[SOURCE DATA — start]

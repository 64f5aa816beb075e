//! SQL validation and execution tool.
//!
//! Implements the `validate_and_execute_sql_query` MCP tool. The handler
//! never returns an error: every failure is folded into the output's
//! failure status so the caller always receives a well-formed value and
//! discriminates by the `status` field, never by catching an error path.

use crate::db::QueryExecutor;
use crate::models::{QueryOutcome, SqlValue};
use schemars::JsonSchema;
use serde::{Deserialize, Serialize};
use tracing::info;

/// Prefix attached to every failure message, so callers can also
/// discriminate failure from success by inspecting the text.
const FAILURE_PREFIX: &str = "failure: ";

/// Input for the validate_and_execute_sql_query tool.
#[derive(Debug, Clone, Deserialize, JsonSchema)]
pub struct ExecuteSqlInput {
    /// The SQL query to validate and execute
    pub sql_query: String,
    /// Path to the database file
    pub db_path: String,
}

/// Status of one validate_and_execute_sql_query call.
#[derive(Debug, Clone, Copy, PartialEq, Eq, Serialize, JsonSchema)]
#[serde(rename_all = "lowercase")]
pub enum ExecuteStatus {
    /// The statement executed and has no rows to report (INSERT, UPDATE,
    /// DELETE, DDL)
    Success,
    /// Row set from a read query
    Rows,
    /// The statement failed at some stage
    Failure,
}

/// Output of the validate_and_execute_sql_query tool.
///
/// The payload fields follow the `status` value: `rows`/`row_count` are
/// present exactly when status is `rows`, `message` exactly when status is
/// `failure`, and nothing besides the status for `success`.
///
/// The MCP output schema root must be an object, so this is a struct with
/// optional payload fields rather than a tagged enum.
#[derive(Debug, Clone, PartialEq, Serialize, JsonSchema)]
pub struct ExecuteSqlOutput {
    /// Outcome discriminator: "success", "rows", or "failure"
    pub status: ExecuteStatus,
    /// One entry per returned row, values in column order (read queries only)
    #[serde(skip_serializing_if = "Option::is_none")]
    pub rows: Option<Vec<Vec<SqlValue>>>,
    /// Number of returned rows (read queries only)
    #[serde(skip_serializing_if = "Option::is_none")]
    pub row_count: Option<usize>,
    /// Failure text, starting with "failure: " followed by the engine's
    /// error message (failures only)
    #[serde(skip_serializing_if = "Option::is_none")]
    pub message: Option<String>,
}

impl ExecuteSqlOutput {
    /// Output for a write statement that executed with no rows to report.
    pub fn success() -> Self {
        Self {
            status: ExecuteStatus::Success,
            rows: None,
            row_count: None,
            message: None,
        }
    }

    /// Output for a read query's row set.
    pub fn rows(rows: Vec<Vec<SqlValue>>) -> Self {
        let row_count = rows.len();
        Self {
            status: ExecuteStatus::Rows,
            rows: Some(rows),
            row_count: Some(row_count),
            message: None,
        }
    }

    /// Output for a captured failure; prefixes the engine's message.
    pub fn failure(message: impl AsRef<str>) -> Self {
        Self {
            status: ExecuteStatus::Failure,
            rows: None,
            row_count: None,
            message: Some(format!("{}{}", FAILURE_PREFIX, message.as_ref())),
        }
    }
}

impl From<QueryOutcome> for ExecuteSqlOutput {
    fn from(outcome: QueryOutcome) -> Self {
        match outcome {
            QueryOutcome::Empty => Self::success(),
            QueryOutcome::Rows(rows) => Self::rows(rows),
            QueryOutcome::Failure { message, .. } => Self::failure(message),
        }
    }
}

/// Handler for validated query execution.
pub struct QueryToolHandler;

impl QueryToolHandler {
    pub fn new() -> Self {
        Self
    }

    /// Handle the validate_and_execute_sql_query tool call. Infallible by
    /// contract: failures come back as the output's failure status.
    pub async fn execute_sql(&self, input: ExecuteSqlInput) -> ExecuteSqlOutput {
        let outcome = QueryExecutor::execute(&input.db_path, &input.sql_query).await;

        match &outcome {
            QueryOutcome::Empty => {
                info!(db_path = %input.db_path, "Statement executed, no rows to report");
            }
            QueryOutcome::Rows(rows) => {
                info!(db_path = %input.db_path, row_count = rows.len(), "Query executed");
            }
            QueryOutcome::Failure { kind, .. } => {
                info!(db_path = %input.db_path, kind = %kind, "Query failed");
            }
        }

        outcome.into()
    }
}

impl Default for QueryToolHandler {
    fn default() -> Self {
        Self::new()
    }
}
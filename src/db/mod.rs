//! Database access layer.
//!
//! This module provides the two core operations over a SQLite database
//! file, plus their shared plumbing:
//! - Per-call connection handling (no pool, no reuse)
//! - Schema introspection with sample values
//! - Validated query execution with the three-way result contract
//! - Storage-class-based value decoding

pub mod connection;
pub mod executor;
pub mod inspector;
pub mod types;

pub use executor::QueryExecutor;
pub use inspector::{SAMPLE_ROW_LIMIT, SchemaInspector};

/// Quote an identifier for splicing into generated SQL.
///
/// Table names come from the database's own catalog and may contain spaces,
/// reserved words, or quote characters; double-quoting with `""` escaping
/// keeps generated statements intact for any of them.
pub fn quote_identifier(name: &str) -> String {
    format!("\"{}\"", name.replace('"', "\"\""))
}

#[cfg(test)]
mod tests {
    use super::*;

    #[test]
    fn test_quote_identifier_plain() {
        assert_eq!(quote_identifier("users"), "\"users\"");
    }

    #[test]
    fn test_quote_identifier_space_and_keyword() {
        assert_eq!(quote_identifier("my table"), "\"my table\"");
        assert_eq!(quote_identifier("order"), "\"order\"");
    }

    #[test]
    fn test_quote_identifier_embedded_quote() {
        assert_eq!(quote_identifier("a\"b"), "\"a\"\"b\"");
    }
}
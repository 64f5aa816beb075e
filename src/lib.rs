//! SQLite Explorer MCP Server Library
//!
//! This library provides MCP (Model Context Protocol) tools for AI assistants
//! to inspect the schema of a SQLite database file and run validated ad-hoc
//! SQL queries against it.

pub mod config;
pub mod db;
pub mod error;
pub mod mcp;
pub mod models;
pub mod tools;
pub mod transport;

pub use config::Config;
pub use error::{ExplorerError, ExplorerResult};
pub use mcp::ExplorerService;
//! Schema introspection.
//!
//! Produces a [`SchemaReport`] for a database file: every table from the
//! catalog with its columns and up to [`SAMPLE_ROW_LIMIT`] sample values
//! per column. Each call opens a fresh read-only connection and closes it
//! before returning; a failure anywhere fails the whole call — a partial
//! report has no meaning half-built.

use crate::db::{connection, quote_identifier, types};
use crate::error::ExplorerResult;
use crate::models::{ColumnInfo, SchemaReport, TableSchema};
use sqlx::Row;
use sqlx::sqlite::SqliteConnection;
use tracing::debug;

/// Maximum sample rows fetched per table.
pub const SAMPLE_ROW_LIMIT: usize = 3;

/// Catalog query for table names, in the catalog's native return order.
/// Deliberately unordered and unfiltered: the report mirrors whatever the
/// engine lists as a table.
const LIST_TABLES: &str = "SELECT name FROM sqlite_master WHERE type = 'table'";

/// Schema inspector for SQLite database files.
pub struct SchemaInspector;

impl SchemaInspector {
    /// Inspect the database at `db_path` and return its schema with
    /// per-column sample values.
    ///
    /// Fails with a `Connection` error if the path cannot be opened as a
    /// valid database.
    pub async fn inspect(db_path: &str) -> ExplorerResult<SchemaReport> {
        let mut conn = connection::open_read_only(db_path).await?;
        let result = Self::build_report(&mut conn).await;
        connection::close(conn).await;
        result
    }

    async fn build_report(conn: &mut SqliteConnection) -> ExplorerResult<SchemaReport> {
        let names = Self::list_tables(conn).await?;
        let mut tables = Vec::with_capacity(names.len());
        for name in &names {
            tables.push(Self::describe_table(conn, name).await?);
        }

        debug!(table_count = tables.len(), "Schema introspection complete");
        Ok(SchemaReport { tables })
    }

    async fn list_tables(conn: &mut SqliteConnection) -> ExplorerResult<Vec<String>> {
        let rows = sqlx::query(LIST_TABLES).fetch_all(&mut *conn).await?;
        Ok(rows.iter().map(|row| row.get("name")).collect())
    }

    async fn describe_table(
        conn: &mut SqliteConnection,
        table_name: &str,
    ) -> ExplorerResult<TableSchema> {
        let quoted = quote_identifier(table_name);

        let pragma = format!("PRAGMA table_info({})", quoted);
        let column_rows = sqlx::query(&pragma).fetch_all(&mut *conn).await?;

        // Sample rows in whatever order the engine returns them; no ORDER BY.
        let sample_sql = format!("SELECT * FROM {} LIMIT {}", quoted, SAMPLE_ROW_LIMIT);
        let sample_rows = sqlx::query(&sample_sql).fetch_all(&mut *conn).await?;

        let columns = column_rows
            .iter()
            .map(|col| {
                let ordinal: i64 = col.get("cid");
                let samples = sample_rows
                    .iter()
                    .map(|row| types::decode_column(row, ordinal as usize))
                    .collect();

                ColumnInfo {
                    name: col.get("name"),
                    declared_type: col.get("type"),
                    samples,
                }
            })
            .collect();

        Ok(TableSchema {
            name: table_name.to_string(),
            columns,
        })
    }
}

[SOURCE DATA — finish]

ABOUT THIS TASK: The entries above hold the needed span. Transcribe exactly the lines from the one with "pub struct QueryToolHandler;" to the one with "Table names come", both included.

FINISHED EXERCISE:
pub struct QueryToolHandler;

impl QueryToolHandler {
    pub fn new() -> Self {
        Self
    }

    /// Handle the validate_and_execute_sql_query tool call. Infallible by
    /// contract: failures come back as the output's failure status.
    pub async fn execute_sql(&self, input: ExecuteSqlInput) -> ExecuteSqlOutput {
        let outcome = QueryExecutor::execute(&input.db_path, &input.sql_query).await;

        match &outcome {
            QueryOutcome::Empty => {
                info!(db_path = %input.db_path, "Statement executed, no rows to report");
            }
            QueryOutcome::Rows(rows) => {
                info!(db_path = %input.db_path, row_count = rows.len(), "Query executed");
            }
            QueryOutcome::Failure { kind, .. } => {
                info!(db_path = %input.db_path, kind = %kind, "Query failed");
            }
        }

        outcome.into()
    }
}

impl Default for QueryToolHandler {
    fn default() -> Self {
        Self::new()
    }
}
filename src/db/mod.rs
//! Database access layer.
//!
//! This module provides the two core operations over a SQLite database
//! file, plus their shared plumbing:
//! - Per-call connection handling (no pool, no reuse)
//! - Schema introspection with sample values
//! - Validated query execution with the three-way result contract
//! - Storage-class-based value decoding

pub mod connection;
pub mod executor;
pub mod inspector;
pub mod types;

pub use executor::QueryExecutor;
pub use inspector::{SAMPLE_ROW_LIMIT, SchemaInspector};

/// Quote an identifier for splicing into generated SQL.
///
/// Table names come from the database's own catalog and may contain spaces,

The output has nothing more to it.